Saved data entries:
* * * * *

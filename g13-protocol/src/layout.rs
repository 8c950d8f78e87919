//! Byte/bit layout of the G13 input report
//!
//! The layout is plain constant data handed to the decoder, so a different
//! hardware revision (or a test) can supply its own table.
//!
//! Report format of the retail device:
//! ```text
//! ┌──────┬─────────┬─────────┬────────┬─────────┬──────────┬──────────┬──────────────┐
//! │ ID   │ STICK X │ STICK Y │ G1-G8  │ G9-G16  │ G17-G22  │ BD L1-L4 │ MR LEFT DOWN │
//! │      │         │         │        │         │          │ M1-M3    │ STICK        │
//! │ 0    │ 1       │ 2       │ 3      │ 4       │ 5        │ 6        │ 7            │
//! └──────┴─────────┴─────────┴────────┴─────────┴──────────┴──────────┴──────────────┘
//! ```

use crate::buttons::{ButtonId, ButtonSet};

/// Minimum length of a G13 report in bytes
pub const G13_REPORT_LEN: usize = 8;

/// Layout validation errors
#[derive(Debug, Clone, Copy, PartialEq, Eq)]
#[cfg_attr(feature = "defmt", derive(defmt::Format))]
pub enum LayoutError {
    /// An entry points at a byte outside the minimum report length
    ByteOutOfRange(ButtonId),
    /// An entry uses a bit index above 7
    BitOutOfRange(ButtonId),
    /// An entry maps a reserved bit
    ReservedBit(ButtonId),
    /// Two entries map the same byte/bit
    DuplicateBit(ButtonId),
    /// A button is listed twice
    DuplicateButton(ButtonId),
    /// A stick axis offset lies outside the minimum report length
    StickOutOfRange,
}

/// One entry of the button table
#[derive(Debug, Clone, Copy, PartialEq, Eq)]
#[cfg_attr(feature = "defmt", derive(defmt::Format))]
pub struct ButtonBit {
    pub button: ButtonId,
    pub byte: usize,
    pub bit: u8,
}

impl ButtonBit {
    pub const fn new(button: ButtonId, byte: usize, bit: u8) -> Self {
        Self { button, byte, bit }
    }
}

/// Report layout: button table, stick offsets and reserved bits
#[derive(Debug, Clone, Copy)]
pub struct ButtonLayout {
    /// Button to (byte, bit) table
    pub buttons: &'static [ButtonBit],
    /// Byte offset of the stick X axis
    pub stick_x: usize,
    /// Byte offset of the stick Y axis
    pub stick_y: usize,
    /// Reports shorter than this are malformed
    pub min_len: usize,
    /// (byte, mask) pairs cleared before any bit is tested
    pub reserved: &'static [(usize, u8)],
}

const G13_BUTTONS: [ButtonBit; 34] = [
    ButtonBit::new(ButtonId::G1, 3, 0),
    ButtonBit::new(ButtonId::G2, 3, 1),
    ButtonBit::new(ButtonId::G3, 3, 2),
    ButtonBit::new(ButtonId::G4, 3, 3),
    ButtonBit::new(ButtonId::G5, 3, 4),
    ButtonBit::new(ButtonId::G6, 3, 5),
    ButtonBit::new(ButtonId::G7, 3, 6),
    ButtonBit::new(ButtonId::G8, 3, 7),
    ButtonBit::new(ButtonId::G9, 4, 0),
    ButtonBit::new(ButtonId::G10, 4, 1),
    ButtonBit::new(ButtonId::G11, 4, 2),
    ButtonBit::new(ButtonId::G12, 4, 3),
    ButtonBit::new(ButtonId::G13, 4, 4),
    ButtonBit::new(ButtonId::G14, 4, 5),
    ButtonBit::new(ButtonId::G15, 4, 6),
    ButtonBit::new(ButtonId::G16, 4, 7),
    ButtonBit::new(ButtonId::G17, 5, 0),
    ButtonBit::new(ButtonId::G18, 5, 1),
    ButtonBit::new(ButtonId::G19, 5, 2),
    ButtonBit::new(ButtonId::G20, 5, 3),
    ButtonBit::new(ButtonId::G21, 5, 4),
    ButtonBit::new(ButtonId::G22, 5, 5),
    ButtonBit::new(ButtonId::Bd, 6, 0),
    ButtonBit::new(ButtonId::L1, 6, 1),
    ButtonBit::new(ButtonId::L2, 6, 2),
    ButtonBit::new(ButtonId::L3, 6, 3),
    ButtonBit::new(ButtonId::L4, 6, 4),
    ButtonBit::new(ButtonId::M1, 6, 5),
    ButtonBit::new(ButtonId::M2, 6, 6),
    ButtonBit::new(ButtonId::M3, 6, 7),
    ButtonBit::new(ButtonId::Mr, 7, 0),
    ButtonBit::new(ButtonId::Left, 7, 1),
    ButtonBit::new(ButtonId::Down, 7, 2),
    ButtonBit::new(ButtonId::Stick, 7, 3),
];

// Byte 5 bits 6-7 are unused. Byte 7 bit 7 reports the backlight state and
// is set in almost every report.
const G13_RESERVED: [(usize, u8); 2] = [(5, 0xC0), (7, 0xF0)];

impl ButtonLayout {
    /// Layout of the retail G13
    pub const G13: ButtonLayout = ButtonLayout {
        buttons: &G13_BUTTONS,
        stick_x: 1,
        stick_y: 2,
        min_len: G13_REPORT_LEN,
        reserved: &G13_RESERVED,
    };

    /// Mask applied to `byte` before testing button bits
    pub fn keep_mask(&self, byte: usize) -> u8 {
        self.reserved
            .iter()
            .filter(|(b, _)| *b == byte)
            .fold(0xFF, |mask, (_, reserved)| mask & !reserved)
    }

    /// Look up the table entry for a button
    pub fn locate(&self, button: ButtonId) -> Option<ButtonBit> {
        self.buttons.iter().copied().find(|entry| entry.button == button)
    }

    /// Check the table for inconsistencies
    pub fn validate(&self) -> Result<(), LayoutError> {
        if self.stick_x >= self.min_len || self.stick_y >= self.min_len {
            return Err(LayoutError::StickOutOfRange);
        }

        let mut seen = ButtonSet::new();
        for (i, entry) in self.buttons.iter().enumerate() {
            if entry.byte >= self.min_len {
                return Err(LayoutError::ByteOutOfRange(entry.button));
            }
            if entry.bit > 7 {
                return Err(LayoutError::BitOutOfRange(entry.button));
            }
            if self.keep_mask(entry.byte) & (1 << entry.bit) == 0 {
                return Err(LayoutError::ReservedBit(entry.button));
            }
            if seen.contains(entry.button) {
                return Err(LayoutError::DuplicateButton(entry.button));
            }
            seen.insert(entry.button);

            let clash = self.buttons[..i]
                .iter()
                .any(|other| other.byte == entry.byte && other.bit == entry.bit);
            if clash {
                return Err(LayoutError::DuplicateBit(entry.button));
            }
        }

        Ok(())
    }
}

#[cfg(test)]
mod tests {
    use super::*;

    #[test]
    fn test_g13_layout_is_valid() {
        assert_eq!(ButtonLayout::G13.validate(), Ok(()));
        assert_eq!(ButtonLayout::G13.buttons.len(), ButtonId::ALL.len());
    }

    #[test]
    fn test_locate() {
        let g1 = ButtonLayout::G13.locate(ButtonId::G1).unwrap();
        assert_eq!((g1.byte, g1.bit), (3, 0));

        let stick = ButtonLayout::G13.locate(ButtonId::Stick).unwrap();
        assert_eq!((stick.byte, stick.bit), (7, 3));
    }

    #[test]
    fn test_keep_mask() {
        assert_eq!(ButtonLayout::G13.keep_mask(3), 0xFF);
        assert_eq!(ButtonLayout::G13.keep_mask(5), 0x3F);
        assert_eq!(ButtonLayout::G13.keep_mask(7), 0x0F);
    }

    #[test]
    fn test_reserved_bit_rejected() {
        static TABLE: [ButtonBit; 1] = [ButtonBit::new(ButtonId::G1, 7, 7)];
        let layout = ButtonLayout {
            buttons: &TABLE,
            ..ButtonLayout::G13
        };
        assert_eq!(layout.validate(), Err(LayoutError::ReservedBit(ButtonId::G1)));
    }

    #[test]
    fn test_duplicate_bit_rejected() {
        static TABLE: [ButtonBit; 2] = [
            ButtonBit::new(ButtonId::G1, 3, 0),
            ButtonBit::new(ButtonId::G2, 3, 0),
        ];
        let layout = ButtonLayout {
            buttons: &TABLE,
            ..ButtonLayout::G13
        };
        assert_eq!(layout.validate(), Err(LayoutError::DuplicateBit(ButtonId::G2)));
    }

    #[test]
    fn test_duplicate_button_rejected() {
        static TABLE: [ButtonBit; 2] = [
            ButtonBit::new(ButtonId::G1, 3, 0),
            ButtonBit::new(ButtonId::G1, 3, 1),
        ];
        let layout = ButtonLayout {
            buttons: &TABLE,
            ..ButtonLayout::G13
        };
        assert_eq!(
            layout.validate(),
            Err(LayoutError::DuplicateButton(ButtonId::G1))
        );
    }

    #[test]
    fn test_out_of_range_entries_rejected() {
        static PAST_END: [ButtonBit; 1] = [ButtonBit::new(ButtonId::G1, 8, 0)];
        let layout = ButtonLayout {
            buttons: &PAST_END,
            ..ButtonLayout::G13
        };
        assert_eq!(
            layout.validate(),
            Err(LayoutError::ByteOutOfRange(ButtonId::G1))
        );

        static BAD_BIT: [ButtonBit; 1] = [ButtonBit::new(ButtonId::G1, 3, 8)];
        let layout = ButtonLayout {
            buttons: &BAD_BIT,
            ..ButtonLayout::G13
        };
        assert_eq!(
            layout.validate(),
            Err(LayoutError::BitOutOfRange(ButtonId::G1))
        );

        let layout = ButtonLayout {
            stick_y: 9,
            ..ButtonLayout::G13
        };
        assert_eq!(layout.validate(), Err(LayoutError::StickOutOfRange));
    }
}
//! Persisted user state
//!
//! Settings and backlight changes made on the device survive restarts. The
//! state is stored as postcard binary and rewritten whole on every change.

use core::fmt;
use std::io;
use std::path::Path;

use log::debug;
use serde::{Deserialize, Serialize};

use g13_core::config::Settings;
use g13_core::traits::Rgb;

/// State file errors
#[derive(Debug, Clone, Copy, PartialEq, Eq)]
pub enum StateError {
    Io(io::ErrorKind),
    /// File exists but does not decode
    Corrupt,
}

impl From<io::Error> for StateError {
    fn from(e: io::Error) -> Self {
        StateError::Io(e.kind())
    }
}

impl From<postcard::Error> for StateError {
    fn from(_: postcard::Error) -> Self {
        StateError::Corrupt
    }
}

impl fmt::Display for StateError {
    fn fmt(&self, f: &mut fmt::Formatter<'_>) -> fmt::Result {
        match self {
            StateError::Io(kind) => write!(f, "state file I/O: {}", kind),
            StateError::Corrupt => write!(f, "state file is corrupt"),
        }
    }
}

impl std::error::Error for StateError {}

#[derive(Debug, Clone, PartialEq, Eq, Serialize, Deserialize)]
pub struct PersistedState {
    pub settings: Settings,
    /// Name of the profile loaded last
    pub last_profile: Option<String>,
    pub color: Rgb,
    pub mode: u8,
}

impl PersistedState {
    /// Read the state file; `Ok(None)` if it does not exist yet
    pub fn load(path: &Path) -> Result<Option<Self>, StateError> {
        let bytes = match std::fs::read(path) {
            Ok(bytes) => bytes,
            Err(e) if e.kind() == io::ErrorKind::NotFound => return Ok(None),
            Err(e) => return Err(e.into()),
        };

        let mut state: PersistedState = postcard::from_bytes(&bytes)?;
        state.settings = state.settings.sanitized();
        debug!("Loaded {} bytes of state from {}", bytes.len(), path.display());
        Ok(Some(state))
    }

    /// Write the state file, creating parent directories as needed
    pub fn save(&self, path: &Path) -> Result<(), StateError> {
        let bytes = postcard::to_allocvec(self)?;
        if let Some(parent) = path.parent() {
            std::fs::create_dir_all(parent)?;
        }
        std::fs::write(path, &bytes)?;
        debug!("Saved {} bytes of state to {}", bytes.len(), path.display());
        Ok(())
    }
}

#[cfg(test)]
mod tests {
    use super::*;
    use g13_core::config::{ClockFormat, StickSensitivity};

    fn temp_path(name: &str) -> std::path::PathBuf {
        std::env::temp_dir().join(format!("g13d-{}-{}", std::process::id(), name))
    }

    #[test]
    fn test_save_and_load() {
        let path = temp_path("state.bin");
        let state = PersistedState {
            settings: Settings {
                clock_format: ClockFormat::H12,
                stick_sensitivity: StickSensitivity::Low,
                idle_timeout_s: 300,
                ..Settings::default()
            },
            last_profile: Some("gaming".into()),
            color: Rgb::new(0, 128, 255),
            mode: 3,
        };

        state.save(&path).unwrap();
        let loaded = PersistedState::load(&path).unwrap();
        std::fs::remove_file(&path).unwrap();

        assert_eq!(loaded, Some(state));
    }

    #[test]
    fn test_missing_file() {
        assert_eq!(PersistedState::load(&temp_path("missing.bin")), Ok(None));
    }

    #[test]
    fn test_corrupt_file() {
        let path = temp_path("corrupt.bin");
        std::fs::write(&path, [0xFF]).unwrap();
        let result = PersistedState::load(&path);
        std::fs::remove_file(&path).unwrap();

        assert_eq!(result, Err(StateError::Corrupt));
    }
}
//! Configuration types
//!
//! User settings (persisted by the runtime as postcard binary data) and
//! input tuning constants.

pub mod input;
pub mod settings;

pub use input::*;
pub use settings::*;
//! Capability traits
//!
//! Screens never reach into the runtime directly. Everything they read or
//! change goes through these traits, which the daemon implements on one
//! services struct owned by the UI task.

pub mod led;
pub mod profile;
pub mod settings;
pub mod status;

pub use led::{Effect, LedControl, Rgb};
pub use profile::{MacroSource, ProfileSource, ServiceError};
pub use settings::SettingsStore;
pub use status::{StatusSource, WallClock};

/// Everything a screen may use
pub trait Services: ProfileSource + MacroSource + LedControl + SettingsStore + StatusSource {}

// Blanket implementation for all types providing every capability
impl<T> Services for T where
    T: ProfileSource + MacroSource + LedControl + SettingsStore + StatusSource + ?Sized
{
}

* * * * *

Task prompt: Beginning with the line above that contains "#[derive(Debug, Clone, Copy)]", copy each line exactly up to and including the line that contains "almost every report.", and go no further.

Solution for this exercise:
#[derive(Debug, Clone, Copy)]
pub struct ButtonLayout {
    /// Button to (byte, bit) table
    pub buttons: &'static [ButtonBit],
    /// Byte offset of the stick X axis
    pub stick_x: usize,
    /// Byte offset of the stick Y axis
    pub stick_y: usize,
    /// Reports shorter than this are malformed
    pub min_len: usize,
    /// (byte, mask) pairs cleared before any bit is tested
    pub reserved: &'static [(usize, u8)],
}

const G13_BUTTONS: [ButtonBit; 34] = [
    ButtonBit::new(ButtonId::G1, 3, 0),
    ButtonBit::new(ButtonId::G2, 3, 1),
    ButtonBit::new(ButtonId::G3, 3, 2),
    ButtonBit::new(ButtonId::G4, 3, 3),
    ButtonBit::new(ButtonId::G5, 3, 4),
    ButtonBit::new(ButtonId::G6, 3, 5),
    ButtonBit::new(ButtonId::G7, 3, 6),
    ButtonBit::new(ButtonId::G8, 3, 7),
    ButtonBit::new(ButtonId::G9, 4, 0),
    ButtonBit::new(ButtonId::G10, 4, 1),
    ButtonBit::new(ButtonId::G11, 4, 2),
    ButtonBit::new(ButtonId::G12, 4, 3),
    ButtonBit::new(ButtonId::G13, 4, 4),
    ButtonBit::new(ButtonId::G14, 4, 5),
    ButtonBit::new(ButtonId::G15, 4, 6),
    ButtonBit::new(ButtonId::G16, 4, 7),
    ButtonBit::new(ButtonId::G17, 5, 0),
    ButtonBit::new(ButtonId::G18, 5, 1),
    ButtonBit::new(ButtonId::G19, 5, 2),
    ButtonBit::new(ButtonId::G20, 5, 3),
    ButtonBit::new(ButtonId::G21, 5, 4),
    ButtonBit::new(ButtonId::G22, 5, 5),
    ButtonBit::new(ButtonId::Bd, 6, 0),
    ButtonBit::new(ButtonId::L1, 6, 1),
    ButtonBit::new(ButtonId::L2, 6, 2),
    ButtonBit::new(ButtonId::L3, 6, 3),
    ButtonBit::new(ButtonId::L4, 6, 4),
    ButtonBit::new(ButtonId::M1, 6, 5),
    ButtonBit::new(ButtonId::M2, 6, 6),
    ButtonBit::new(ButtonId::M3, 6, 7),
    ButtonBit::new(ButtonId::Mr, 7, 0),
    ButtonBit::new(ButtonId::Left, 7, 1),
    ButtonBit::new(ButtonId::Down, 7, 2),
    ButtonBit::new(ButtonId::Stick, 7, 3),
];

// Byte 5 bits 6-7 are unused. Byte 7 bit 7 reports the backlight state and
// is set in almost every report.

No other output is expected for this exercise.